Video textbooks for business education

OTHERS

JoVE Quiz

Interactive video based quizzes for formative assessments

Solutions

Authors
Teaching Faculty
Librarians
K12 Schools
Biopharma

Language

German

EN

English

CN

简体中文

DE

Deutsch

ES

Español

KR

한국어

IT

Italiano

FR

Français

PT

Português do Brasil

PL

Polski

HE

עִבְרִית

RU

Русский

JA

日本語

TR

Türkçe

AR

العربية

    Menu

    JoVE Journal

    Behavior

    Biochemistry

    Bioengineering

    Biology

    Cancer Research

    Chemistry

    Developmental Biology

    Engineering

    Environment

    Genetics

    Immunology and Infection

    Medicine

    Neuroscience

    Menu

    JoVE Encyclopedia of Experiments

    Biological Techniques

    Biology

    Cancer Research

    Immunology

    Neuroscience

    Microbiology

    Menu

    JoVE Core

    Analytical Chemistry

    Anatomy and Physiology

    Biology

    Calculus

    Cell Biology

    Chemistry

    Civil Engineering

    Electrical Engineering

    Introduction to Psychology

    Mechanical Engineering

    Medical-Surgical Nursing

    View All

    Menu

    JoVE Science Education

    Advanced Biology

    Basic Biology

    Chemistry

    Clinical Skills

    Engineering

    Environmental Sciences

    Physics

    Psychology

    View All

    Menu

    JoVE Lab Manual

    Biology

    Chemistry

    Menu

    JoVE Business

    Accounting

    Finance

    Macroeconomics

    Marketing

    Microeconomics

Start Free Trial
Loading...
Home
JoVE Journal
Biology
Elektroporation von Craniofacial Mesenchym
Elektroporation von Craniofacial Mesenchym
JoVE Journal
Biology
This content is Free Access.
JoVE Journal Biology
Electroporation of Craniofacial Mesenchyme

Elektroporation von Craniofacial Mesenchym

Full Text
12,531 Views
07:23 min
November 28, 2011

DOI: 10.3791/3381-v

Jacqueline M. Tabler1, Karen J. Liu1

1Department of Craniofacial Development,King's College London

AI Banner

Please note that some of the translations on this page are AI generated. Click here for the English version.

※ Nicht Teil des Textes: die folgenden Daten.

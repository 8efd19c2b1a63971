//! Coin references and provider tags.

use serde::{Deserialize, Serialize};
use std::str::FromStr;

/// Upstream source a coin can be loaded from.
#[derive(Debug, Clone, Copy, PartialEq, Eq, Hash, Serialize, Deserialize, Default)]
pub enum ProviderTag {
    /// CoinGecko REST API.
    #[default]
    #[serde(rename = "cg")]
    CoinGecko,
    /// CoinPaprika REST API.
    #[serde(rename = "cp")]
    CoinPaprika,
    /// Binance spot REST API.
    #[serde(rename = "bin")]
    Binance,
}

impl ProviderTag {
    /// Returns the short tag used on the command line.
    #[must_use]
    pub const fn as_str(&self) -> &'static str {
        match self {
            Self::CoinGecko => "cg",
            Self::CoinPaprika => "cp",
            Self::Binance => "bin",
        }
    }

    /// Returns the human-readable provider name.
    #[must_use]
    pub const fn display_name(&self) -> &'static str {
        match self {
            Self::CoinGecko => "CoinGecko",
            Self::CoinPaprika => "CoinPaprika",
            Self::Binance => "Binance",
        }
    }

    /// Returns all provider tags.
    #[must_use]
    pub const fn all() -> &'static [Self] {
        &[Self::CoinGecko, Self::CoinPaprika, Self::Binance]
    }
}

impl std::fmt::Display for ProviderTag {
    fn fmt(&self, f: &mut std::fmt::Formatter<'_>) -> std::fmt::Result {
        write!(f, "{}", self.as_str())
    }
}

impl FromStr for ProviderTag {
    type Err = ProviderTagParseError;

    fn from_str(s: &str) -> Result<Self, Self::Err> {
        match s.to_lowercase().as_str() {
            "cg" | "coingecko" => Ok(Self::CoinGecko),
            "cp" | "coinpaprika" => Ok(Self::CoinPaprika),
            "bin" | "binance" => Ok(Self::Binance),
            _ => Err(ProviderTagParseError(s.to_string())),
        }
    }
}

/// Error returned when parsing an unknown provider tag.
#[derive(Debug, Clone, PartialEq, Eq)]
pub struct ProviderTagParseError(String);

impl std::fmt::Display for ProviderTagParseError {
    fn fmt(&self, f: &mut std::fmt::Formatter<'_>) -> std::fmt::Result {
        write!(
            f,
            "invalid source '{}', expected one of: cg, cp, bin",
            self.0
        )
    }
}

impl std::error::Error for ProviderTagParseError {}

/// A coin resolved against one provider.
#[derive(Debug, Clone, PartialEq, Eq, Serialize, Deserialize)]
pub struct CoinRef {
    /// Provider-specific identifier (e.g., "bitcoin", "btc-bitcoin", "BTC").
    id: String,
    /// Ticker symbol (e.g., "BTC").
    symbol: String,
    /// Human-readable name (e.g., "Bitcoin").
    name: String,
    /// Provider that resolved this coin.
    provider: ProviderTag,
    /// Quote asset of the trading pair, for pair-based providers.
    quote: Option<String>,
}

impl CoinRef {
    /// Creates a new coin reference.
    #[must_use]
    pub fn new(
        id: impl Into<String>,
        symbol: impl Into<String>,
        name: impl Into<String>,
        provider: ProviderTag,
    ) -> Self {
        Self {
            id: id.into(),
            symbol: symbol.into(),
            name: name.into(),
            provider,
            quote: None,
        }
    }

    /// Binds the reference to a quote asset (e.g., `USDT` for `BTCUSDT`).
    #[must_use]
    pub fn with_quote(mut self, quote: impl Into<String>) -> Self {
        self.quote = Some(quote.into());
        self
    }

    /// Returns the provider-specific identifier.
    #[must_use]
    pub fn id(&self) -> &str {
        &self.id
    }

    /// Returns the ticker symbol.
    #[must_use]
    pub fn symbol(&self) -> &str {
        &self.symbol
    }

    /// Returns the human-readable name.
    #[must_use]
    pub fn name(&self) -> &str {
        &self.name
    }

    /// Returns the provider that resolved this coin.
    #[must_use]
    pub const fn provider(&self) -> ProviderTag {
        self.provider
    }

    /// Returns the quote asset, if the coin was resolved as a trading pair.
    #[must_use]
    pub fn quote(&self) -> Option<&str> {
        self.quote.as_deref()
    }

    /// Returns the trading pair symbol (e.g., `BTCUSDT`), if any.
    #[must_use]
    pub fn pair(&self) -> Option<String> {
        self.quote
            .as_ref()
            .map(|quote| format!("{}{}", self.symbol.to_uppercase(), quote.to_uppercase()))
    }
}

impl std::fmt::Display for CoinRef {
    fn fmt(&self, f: &mut std::fmt::Formatter<'_>) -> std::fmt::Result {
        match &self.quote {
            Some(quote) => write!(f, "{}/{} [{}]", self.symbol, quote, self.provider),
            None => write!(f, "{} ({}) [{}]", self.name, self.id, self.provider),
        }
    }
}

Craniofacial Knorpel entwickeln in engem Kontakt mit anderen Geweben und sind schwer zu lebenden Tieren zu manipulieren. Wir sind mit Elektroporation, um molekulare Werkzeuge während des Wachstums des kraniofazialen Skeletts liefern unter Umgehung der frühen Embryonalentwicklung Effekte. Dieser Ansatz erlaubt es uns, effizient Testkandidat Moleküle

Das übergeordnete Ziel dieses Verfahrens ist es, geladene Makromoleküle elektrisch in das kraniale Gesichtsmesenchym zu betätigen. Dies wird erreicht, indem zunächst ein anästhesierter Embryo im Stadium 28 in der Elektroporationskammer positioniert wird. Der nächste Schritt besteht darin, die Lösung, die geladene Makromoleküle enthält, in das kraniofaziale Mesenchym C zu mikroinjizieren.

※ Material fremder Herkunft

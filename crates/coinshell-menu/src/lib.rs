//! Interactive menus for the coinshell crypto terminal.
//!
//! - [`Menu`] - A command table plus the loop that reads and dispatches lines
//! - [`Context`] - Session state, providers and console handed to every handler
//! - [`Console`] - Where input comes from: [`InquireConsole`], [`LineConsole`], [`ScriptedConsole`]
//! - [`controllers`] - The `crypto` menu and its `disc`, `ov` and `dd` sub-menus

#![doc = include_str!("../README.md")]
#![doc(issue_tracker_base_url = "https://github.com/factordynamics/coinshell/issues/")]
#![cfg_attr(docsrs, feature(doc_cfg, doc_auto_cfg))]
#![warn(missing_docs)]
#![forbid(unsafe_code)]

mod action;
mod args;
mod console;
mod context;
pub mod controllers;
mod dispatcher;
mod session;

#[cfg(test)]
mod testing;

pub use action::Action;
pub use console::{Console, InquireConsole, LineConsole, ScriptedConsole};
pub use context::{Context, MenuOptions, Services};
pub use dispatcher::{Command, Handler, Menu, StatusLine, UNKNOWN_COMMAND};
pub use session::Session;

/// Runs the `crypto` menu until the user quits or input ends.
///
/// # Errors
///
/// Returns an error if the console cannot be read.
pub async fn run(ctx: &mut Context) -> anyhow::Result<()> {
    controllers::crypto::menu().run(ctx).await?;
    Ok(())
}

Darauf folgt schnell das Anlegen eines elektrischen Stroms, wodurch die Ladungsnukleotide in die Zellen der anderen Zellen eingebracht werden. Der letzte Schritt des Eingriffs besteht darin, das elektroporierte Gewebe durch Fluoreszenzmikroskopie sichtbar zu machen. Letztendlich können Ergebnisse erzielt werden, die Veränderungen im kranialen Gesichtsgewebe zeigen.

Diese Ergebnisse können in vivo oder in fixiertem Gewebe mittels Fluoreszenz, Mikroskopie oder Immunhistochemie analysiert werden. Der Hauptvorteil der Elektroporation gegenüber bestehenden Methoden wie Mikroinjektion und Mutation ist die Gewebe- und Zeitkontrolle unserer molekularen Werkzeuge, wobei unser heutiges Verfahren von Jackie Tabler, einem Postdoc in meinem Labor, demonstriert wird. Das für dieses Verfahren benötigte Paar L-förmiger Elektroden besteht aus hochreinem, 0,4 Millimeter schwerem Wolframdraht, wobei jede Elektrode zuerst acht Zentimeter des Drahtes abschneidet.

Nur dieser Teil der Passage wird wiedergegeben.